** Opening Source data block **

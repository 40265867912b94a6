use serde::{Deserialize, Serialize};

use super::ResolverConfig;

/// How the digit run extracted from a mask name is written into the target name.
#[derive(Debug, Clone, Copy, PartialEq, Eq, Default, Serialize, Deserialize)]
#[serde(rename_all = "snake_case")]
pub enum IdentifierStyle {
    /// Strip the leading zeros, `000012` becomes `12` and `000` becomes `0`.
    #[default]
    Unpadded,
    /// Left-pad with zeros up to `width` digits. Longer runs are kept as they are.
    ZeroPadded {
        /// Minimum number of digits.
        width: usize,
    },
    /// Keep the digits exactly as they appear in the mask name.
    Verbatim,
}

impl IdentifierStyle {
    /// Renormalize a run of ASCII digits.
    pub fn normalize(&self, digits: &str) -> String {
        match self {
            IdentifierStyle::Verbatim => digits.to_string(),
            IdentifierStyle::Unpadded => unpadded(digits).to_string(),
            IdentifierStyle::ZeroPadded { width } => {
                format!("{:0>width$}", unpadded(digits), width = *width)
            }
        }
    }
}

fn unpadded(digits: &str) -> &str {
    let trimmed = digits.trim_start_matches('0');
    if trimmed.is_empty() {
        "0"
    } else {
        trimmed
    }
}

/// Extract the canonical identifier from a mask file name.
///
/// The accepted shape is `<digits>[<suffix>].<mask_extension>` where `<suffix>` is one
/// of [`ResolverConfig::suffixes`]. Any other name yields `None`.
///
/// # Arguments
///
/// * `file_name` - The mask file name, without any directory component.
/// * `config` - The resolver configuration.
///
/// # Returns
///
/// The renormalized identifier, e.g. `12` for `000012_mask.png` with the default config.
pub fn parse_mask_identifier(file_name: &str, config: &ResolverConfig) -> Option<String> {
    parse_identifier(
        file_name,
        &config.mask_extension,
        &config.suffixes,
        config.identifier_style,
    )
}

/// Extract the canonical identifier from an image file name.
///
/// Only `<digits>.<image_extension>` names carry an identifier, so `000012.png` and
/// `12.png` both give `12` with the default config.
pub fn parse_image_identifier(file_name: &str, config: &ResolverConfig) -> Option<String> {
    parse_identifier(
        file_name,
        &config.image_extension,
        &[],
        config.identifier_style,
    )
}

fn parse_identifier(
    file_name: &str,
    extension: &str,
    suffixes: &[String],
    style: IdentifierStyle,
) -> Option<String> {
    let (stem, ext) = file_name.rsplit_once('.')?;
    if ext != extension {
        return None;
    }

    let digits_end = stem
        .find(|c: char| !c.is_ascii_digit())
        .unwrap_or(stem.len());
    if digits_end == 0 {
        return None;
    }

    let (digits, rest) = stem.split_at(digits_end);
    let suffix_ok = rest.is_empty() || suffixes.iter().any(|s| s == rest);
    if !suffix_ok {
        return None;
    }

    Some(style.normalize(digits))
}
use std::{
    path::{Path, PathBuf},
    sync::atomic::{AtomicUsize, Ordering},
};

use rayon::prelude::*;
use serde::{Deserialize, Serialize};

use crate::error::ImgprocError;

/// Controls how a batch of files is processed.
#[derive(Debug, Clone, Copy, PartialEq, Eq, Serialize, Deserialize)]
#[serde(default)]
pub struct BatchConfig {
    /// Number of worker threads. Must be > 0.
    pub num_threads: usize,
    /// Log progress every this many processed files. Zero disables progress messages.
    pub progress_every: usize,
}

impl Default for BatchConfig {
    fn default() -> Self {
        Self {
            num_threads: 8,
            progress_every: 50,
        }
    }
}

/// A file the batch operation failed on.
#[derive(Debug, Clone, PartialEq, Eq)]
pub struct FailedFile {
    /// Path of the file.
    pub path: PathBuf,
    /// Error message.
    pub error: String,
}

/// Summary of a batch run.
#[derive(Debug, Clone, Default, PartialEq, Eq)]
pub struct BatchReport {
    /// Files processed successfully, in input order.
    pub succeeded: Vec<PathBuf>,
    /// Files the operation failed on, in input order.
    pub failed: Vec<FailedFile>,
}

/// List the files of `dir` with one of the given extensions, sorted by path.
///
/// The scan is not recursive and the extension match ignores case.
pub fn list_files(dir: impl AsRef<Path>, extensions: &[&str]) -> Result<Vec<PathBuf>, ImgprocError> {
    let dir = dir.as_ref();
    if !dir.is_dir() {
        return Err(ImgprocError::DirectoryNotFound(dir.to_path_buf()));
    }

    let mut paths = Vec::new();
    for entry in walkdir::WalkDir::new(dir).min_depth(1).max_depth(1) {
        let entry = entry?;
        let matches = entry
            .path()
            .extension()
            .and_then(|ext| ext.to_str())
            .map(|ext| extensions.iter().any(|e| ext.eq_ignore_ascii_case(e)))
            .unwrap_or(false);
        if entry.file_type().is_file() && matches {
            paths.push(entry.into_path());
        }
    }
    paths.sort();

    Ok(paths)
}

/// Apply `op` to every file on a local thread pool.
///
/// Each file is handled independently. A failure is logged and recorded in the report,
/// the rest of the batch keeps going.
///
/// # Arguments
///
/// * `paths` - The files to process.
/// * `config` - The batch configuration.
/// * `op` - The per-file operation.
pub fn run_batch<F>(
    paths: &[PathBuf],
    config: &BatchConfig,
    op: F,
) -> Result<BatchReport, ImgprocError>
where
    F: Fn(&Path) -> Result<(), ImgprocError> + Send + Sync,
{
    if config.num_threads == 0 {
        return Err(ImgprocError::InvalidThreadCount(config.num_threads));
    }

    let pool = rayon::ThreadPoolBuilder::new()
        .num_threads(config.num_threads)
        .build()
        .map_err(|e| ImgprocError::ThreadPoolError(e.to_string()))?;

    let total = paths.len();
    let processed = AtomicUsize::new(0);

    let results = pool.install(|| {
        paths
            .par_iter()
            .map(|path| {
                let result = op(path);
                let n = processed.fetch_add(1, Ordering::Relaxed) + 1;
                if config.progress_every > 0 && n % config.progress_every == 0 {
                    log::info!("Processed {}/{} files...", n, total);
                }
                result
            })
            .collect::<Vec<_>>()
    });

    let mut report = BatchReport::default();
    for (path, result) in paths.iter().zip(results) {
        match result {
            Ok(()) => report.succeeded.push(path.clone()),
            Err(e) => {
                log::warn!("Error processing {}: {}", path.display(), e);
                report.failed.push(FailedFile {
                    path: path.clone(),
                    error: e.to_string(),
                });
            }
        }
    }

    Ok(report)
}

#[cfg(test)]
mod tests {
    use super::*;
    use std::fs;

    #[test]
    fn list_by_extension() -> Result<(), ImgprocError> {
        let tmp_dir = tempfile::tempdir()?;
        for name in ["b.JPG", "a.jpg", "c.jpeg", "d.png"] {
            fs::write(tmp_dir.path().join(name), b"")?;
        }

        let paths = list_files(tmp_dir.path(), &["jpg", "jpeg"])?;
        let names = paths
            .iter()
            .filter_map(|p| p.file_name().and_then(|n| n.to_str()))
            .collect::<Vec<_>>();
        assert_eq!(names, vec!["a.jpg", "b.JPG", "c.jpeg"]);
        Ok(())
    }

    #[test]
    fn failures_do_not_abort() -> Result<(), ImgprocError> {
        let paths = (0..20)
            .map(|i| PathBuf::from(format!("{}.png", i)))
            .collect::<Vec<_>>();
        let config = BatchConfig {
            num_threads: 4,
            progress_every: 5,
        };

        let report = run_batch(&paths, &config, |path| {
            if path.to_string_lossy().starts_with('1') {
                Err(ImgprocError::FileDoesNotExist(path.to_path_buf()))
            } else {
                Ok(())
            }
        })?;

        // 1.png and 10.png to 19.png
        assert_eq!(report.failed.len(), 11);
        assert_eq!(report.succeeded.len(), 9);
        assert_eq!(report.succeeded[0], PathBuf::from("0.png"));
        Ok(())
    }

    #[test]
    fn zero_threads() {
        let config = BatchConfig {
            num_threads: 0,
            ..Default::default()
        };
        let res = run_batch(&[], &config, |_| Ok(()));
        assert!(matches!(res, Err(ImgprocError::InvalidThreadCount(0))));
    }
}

** Closing Source data block **
** Opening Source data block **

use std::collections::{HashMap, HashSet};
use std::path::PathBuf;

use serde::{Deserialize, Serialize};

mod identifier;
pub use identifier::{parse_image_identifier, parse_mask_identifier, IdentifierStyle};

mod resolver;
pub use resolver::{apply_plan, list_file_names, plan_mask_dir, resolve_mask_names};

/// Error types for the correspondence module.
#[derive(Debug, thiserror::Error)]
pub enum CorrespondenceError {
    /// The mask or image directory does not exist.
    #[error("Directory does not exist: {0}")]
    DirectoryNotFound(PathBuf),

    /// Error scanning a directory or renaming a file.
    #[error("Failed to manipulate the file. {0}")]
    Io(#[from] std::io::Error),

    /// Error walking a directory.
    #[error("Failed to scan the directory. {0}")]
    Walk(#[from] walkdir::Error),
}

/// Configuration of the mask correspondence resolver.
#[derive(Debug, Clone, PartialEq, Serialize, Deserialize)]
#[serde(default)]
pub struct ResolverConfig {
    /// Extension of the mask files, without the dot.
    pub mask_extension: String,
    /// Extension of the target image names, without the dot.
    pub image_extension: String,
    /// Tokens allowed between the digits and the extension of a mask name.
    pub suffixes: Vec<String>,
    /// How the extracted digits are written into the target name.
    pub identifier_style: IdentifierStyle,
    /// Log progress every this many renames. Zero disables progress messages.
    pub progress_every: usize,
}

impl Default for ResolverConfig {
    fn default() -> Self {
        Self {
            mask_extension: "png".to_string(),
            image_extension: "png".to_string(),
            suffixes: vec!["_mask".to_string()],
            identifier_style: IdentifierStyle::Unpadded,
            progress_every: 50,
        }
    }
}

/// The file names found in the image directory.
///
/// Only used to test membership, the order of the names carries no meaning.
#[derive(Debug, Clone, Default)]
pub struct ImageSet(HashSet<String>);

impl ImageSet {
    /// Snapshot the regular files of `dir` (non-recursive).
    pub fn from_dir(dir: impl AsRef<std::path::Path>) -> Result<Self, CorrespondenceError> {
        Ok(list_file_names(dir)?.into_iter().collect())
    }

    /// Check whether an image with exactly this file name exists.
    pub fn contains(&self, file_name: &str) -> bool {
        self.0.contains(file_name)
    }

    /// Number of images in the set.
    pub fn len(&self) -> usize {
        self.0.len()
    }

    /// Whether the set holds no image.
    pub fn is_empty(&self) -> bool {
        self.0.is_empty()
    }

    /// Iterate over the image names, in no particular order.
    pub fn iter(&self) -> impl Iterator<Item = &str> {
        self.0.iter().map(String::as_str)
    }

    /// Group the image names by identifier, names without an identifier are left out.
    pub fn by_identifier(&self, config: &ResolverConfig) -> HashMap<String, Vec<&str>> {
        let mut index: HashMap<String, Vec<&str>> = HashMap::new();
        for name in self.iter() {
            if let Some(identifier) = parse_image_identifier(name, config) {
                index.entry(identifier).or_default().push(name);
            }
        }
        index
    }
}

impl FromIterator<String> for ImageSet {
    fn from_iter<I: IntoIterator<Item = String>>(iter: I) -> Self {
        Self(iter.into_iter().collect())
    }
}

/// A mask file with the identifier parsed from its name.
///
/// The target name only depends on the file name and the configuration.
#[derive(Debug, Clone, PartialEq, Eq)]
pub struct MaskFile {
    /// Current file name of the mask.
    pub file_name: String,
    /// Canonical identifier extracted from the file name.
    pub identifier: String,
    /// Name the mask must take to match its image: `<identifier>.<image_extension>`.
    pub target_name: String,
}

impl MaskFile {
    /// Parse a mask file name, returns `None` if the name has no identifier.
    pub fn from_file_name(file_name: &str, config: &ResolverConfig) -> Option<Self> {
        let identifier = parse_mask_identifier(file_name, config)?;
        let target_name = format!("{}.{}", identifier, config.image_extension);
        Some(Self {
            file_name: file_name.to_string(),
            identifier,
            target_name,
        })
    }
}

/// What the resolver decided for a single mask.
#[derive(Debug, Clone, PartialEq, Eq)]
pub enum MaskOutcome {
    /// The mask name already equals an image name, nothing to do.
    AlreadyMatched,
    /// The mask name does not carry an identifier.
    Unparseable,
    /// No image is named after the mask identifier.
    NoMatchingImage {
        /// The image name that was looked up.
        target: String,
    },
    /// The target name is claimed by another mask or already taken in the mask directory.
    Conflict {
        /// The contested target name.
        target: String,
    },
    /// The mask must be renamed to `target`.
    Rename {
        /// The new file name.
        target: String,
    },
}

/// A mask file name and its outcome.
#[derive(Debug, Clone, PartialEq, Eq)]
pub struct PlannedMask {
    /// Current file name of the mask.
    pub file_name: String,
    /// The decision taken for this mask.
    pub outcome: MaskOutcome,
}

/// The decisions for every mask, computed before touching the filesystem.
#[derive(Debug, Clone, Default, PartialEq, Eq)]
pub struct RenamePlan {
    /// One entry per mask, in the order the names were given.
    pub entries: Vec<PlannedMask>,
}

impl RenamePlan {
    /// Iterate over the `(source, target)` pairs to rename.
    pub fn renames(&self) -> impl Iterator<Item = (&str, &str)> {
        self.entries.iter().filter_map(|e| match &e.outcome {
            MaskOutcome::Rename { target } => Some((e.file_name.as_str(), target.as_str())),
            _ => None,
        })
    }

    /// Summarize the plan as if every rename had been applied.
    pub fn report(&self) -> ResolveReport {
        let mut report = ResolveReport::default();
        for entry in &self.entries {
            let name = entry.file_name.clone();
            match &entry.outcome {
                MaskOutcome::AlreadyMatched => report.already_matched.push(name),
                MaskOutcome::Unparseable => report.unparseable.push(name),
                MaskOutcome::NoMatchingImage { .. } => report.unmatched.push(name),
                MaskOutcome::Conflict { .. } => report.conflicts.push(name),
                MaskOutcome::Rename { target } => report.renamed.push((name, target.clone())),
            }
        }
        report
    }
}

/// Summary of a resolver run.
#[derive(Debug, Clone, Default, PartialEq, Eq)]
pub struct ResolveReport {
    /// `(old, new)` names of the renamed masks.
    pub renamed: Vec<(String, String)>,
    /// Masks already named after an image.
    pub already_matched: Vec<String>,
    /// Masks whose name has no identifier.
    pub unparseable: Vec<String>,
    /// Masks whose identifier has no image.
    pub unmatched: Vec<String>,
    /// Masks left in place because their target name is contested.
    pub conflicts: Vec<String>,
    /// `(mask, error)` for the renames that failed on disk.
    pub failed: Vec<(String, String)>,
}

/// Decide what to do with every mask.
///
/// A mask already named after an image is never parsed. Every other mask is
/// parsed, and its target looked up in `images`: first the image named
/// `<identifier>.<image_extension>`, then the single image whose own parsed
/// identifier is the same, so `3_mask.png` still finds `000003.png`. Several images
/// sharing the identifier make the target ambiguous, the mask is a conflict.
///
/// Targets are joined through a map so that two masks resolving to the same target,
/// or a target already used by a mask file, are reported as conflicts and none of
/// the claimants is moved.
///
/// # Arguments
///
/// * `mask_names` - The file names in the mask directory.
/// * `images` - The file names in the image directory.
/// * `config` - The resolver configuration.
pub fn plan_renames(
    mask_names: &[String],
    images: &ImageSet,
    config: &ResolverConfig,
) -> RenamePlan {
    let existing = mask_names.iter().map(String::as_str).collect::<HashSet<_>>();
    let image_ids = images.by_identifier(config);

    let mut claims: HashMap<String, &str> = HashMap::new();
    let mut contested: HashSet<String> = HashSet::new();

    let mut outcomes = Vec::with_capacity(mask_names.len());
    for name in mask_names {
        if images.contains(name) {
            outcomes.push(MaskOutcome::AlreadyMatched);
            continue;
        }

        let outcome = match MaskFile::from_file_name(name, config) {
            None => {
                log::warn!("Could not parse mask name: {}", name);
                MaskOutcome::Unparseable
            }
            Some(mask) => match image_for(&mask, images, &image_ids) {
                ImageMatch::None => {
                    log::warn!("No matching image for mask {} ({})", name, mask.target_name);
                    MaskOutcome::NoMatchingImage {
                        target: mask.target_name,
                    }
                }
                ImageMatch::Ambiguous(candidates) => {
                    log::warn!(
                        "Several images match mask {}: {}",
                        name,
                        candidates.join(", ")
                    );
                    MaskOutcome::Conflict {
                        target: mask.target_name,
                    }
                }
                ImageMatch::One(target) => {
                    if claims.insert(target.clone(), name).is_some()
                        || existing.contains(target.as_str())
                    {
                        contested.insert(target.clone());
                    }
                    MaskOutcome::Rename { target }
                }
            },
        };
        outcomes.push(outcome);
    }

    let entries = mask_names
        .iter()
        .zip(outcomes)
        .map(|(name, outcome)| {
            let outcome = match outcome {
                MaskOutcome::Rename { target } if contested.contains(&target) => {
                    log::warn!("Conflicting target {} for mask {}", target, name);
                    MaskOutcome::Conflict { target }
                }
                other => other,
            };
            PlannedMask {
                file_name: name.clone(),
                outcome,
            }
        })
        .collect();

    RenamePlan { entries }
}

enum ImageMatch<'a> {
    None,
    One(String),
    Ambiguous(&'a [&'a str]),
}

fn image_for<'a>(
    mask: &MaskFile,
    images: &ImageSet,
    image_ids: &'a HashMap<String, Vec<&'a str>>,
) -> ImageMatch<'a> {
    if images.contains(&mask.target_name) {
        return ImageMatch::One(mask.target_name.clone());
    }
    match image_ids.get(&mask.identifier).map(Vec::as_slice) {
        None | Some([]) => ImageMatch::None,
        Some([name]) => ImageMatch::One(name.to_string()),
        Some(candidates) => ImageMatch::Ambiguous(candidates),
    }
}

** Closing Source data block **

What is expected: Please report every line of the records above that contains the word "BatchConfig".

Task output:
pub struct BatchConfig {
impl Default for BatchConfig {
    config: &BatchConfig,
        let config = BatchConfig {
        let config = BatchConfig {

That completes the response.